Task material ::
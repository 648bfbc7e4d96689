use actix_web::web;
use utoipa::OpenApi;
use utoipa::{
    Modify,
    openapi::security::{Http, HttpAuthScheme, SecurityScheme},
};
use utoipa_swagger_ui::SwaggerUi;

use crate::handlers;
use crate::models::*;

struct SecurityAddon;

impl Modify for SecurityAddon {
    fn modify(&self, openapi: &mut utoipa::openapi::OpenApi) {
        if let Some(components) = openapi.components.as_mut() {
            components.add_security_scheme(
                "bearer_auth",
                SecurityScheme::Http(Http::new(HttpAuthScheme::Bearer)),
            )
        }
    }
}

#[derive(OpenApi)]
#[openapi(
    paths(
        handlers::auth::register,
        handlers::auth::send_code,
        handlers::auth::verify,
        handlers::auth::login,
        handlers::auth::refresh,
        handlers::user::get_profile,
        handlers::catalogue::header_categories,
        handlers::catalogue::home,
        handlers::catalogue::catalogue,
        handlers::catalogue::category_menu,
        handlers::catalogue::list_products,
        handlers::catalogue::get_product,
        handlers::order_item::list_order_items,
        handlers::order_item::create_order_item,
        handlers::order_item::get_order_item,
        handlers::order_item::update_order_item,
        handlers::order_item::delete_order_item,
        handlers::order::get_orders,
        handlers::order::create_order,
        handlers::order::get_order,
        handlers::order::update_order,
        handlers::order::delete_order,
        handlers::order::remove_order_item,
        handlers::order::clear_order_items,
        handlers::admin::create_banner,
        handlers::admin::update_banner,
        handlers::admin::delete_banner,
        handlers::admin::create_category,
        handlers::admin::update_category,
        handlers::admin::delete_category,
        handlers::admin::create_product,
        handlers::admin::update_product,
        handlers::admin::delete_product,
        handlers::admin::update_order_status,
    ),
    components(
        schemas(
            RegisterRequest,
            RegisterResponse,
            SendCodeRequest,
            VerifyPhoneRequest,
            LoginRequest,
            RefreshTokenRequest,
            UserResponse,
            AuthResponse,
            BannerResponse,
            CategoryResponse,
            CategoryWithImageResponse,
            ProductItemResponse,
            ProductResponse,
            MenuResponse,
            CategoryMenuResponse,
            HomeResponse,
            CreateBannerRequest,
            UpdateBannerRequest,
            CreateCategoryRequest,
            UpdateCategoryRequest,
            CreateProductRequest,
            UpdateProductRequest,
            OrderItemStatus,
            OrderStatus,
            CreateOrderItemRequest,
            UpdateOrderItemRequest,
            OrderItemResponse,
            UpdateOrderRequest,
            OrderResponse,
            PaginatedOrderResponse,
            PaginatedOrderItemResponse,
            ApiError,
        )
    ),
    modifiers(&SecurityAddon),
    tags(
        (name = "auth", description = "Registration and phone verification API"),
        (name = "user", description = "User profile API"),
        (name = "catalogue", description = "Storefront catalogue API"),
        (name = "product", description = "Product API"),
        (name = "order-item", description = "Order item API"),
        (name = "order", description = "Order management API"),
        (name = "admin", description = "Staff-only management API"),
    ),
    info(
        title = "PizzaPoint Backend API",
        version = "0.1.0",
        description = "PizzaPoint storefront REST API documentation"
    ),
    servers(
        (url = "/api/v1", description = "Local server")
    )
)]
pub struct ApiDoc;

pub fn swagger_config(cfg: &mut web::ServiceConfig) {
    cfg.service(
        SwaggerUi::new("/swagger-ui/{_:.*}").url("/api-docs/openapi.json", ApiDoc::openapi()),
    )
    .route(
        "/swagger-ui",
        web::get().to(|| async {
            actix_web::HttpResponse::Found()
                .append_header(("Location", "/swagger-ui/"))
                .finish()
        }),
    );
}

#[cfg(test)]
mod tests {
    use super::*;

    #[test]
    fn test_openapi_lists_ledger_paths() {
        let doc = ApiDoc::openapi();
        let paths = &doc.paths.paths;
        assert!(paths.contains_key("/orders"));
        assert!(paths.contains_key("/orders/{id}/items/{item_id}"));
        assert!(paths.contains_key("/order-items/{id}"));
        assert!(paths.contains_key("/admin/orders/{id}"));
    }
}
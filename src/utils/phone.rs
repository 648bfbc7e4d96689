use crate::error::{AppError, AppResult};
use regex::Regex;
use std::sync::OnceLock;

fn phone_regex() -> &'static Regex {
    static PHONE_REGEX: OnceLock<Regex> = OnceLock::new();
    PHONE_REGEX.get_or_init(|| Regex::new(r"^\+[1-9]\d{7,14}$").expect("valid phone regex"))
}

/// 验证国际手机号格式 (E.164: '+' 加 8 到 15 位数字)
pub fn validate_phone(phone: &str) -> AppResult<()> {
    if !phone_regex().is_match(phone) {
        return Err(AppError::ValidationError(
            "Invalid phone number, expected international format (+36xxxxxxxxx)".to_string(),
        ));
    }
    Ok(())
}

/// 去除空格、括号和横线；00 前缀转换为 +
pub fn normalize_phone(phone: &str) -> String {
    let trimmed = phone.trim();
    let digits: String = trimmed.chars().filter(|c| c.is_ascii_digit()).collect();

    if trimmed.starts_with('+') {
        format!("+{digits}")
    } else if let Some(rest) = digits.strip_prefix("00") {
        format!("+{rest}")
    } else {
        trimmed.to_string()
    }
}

Task goal ::
If the string "ApiDoc" appears in a line of the data above, that line counts. State how many such lines there are and nothing more.

Written solution ::
3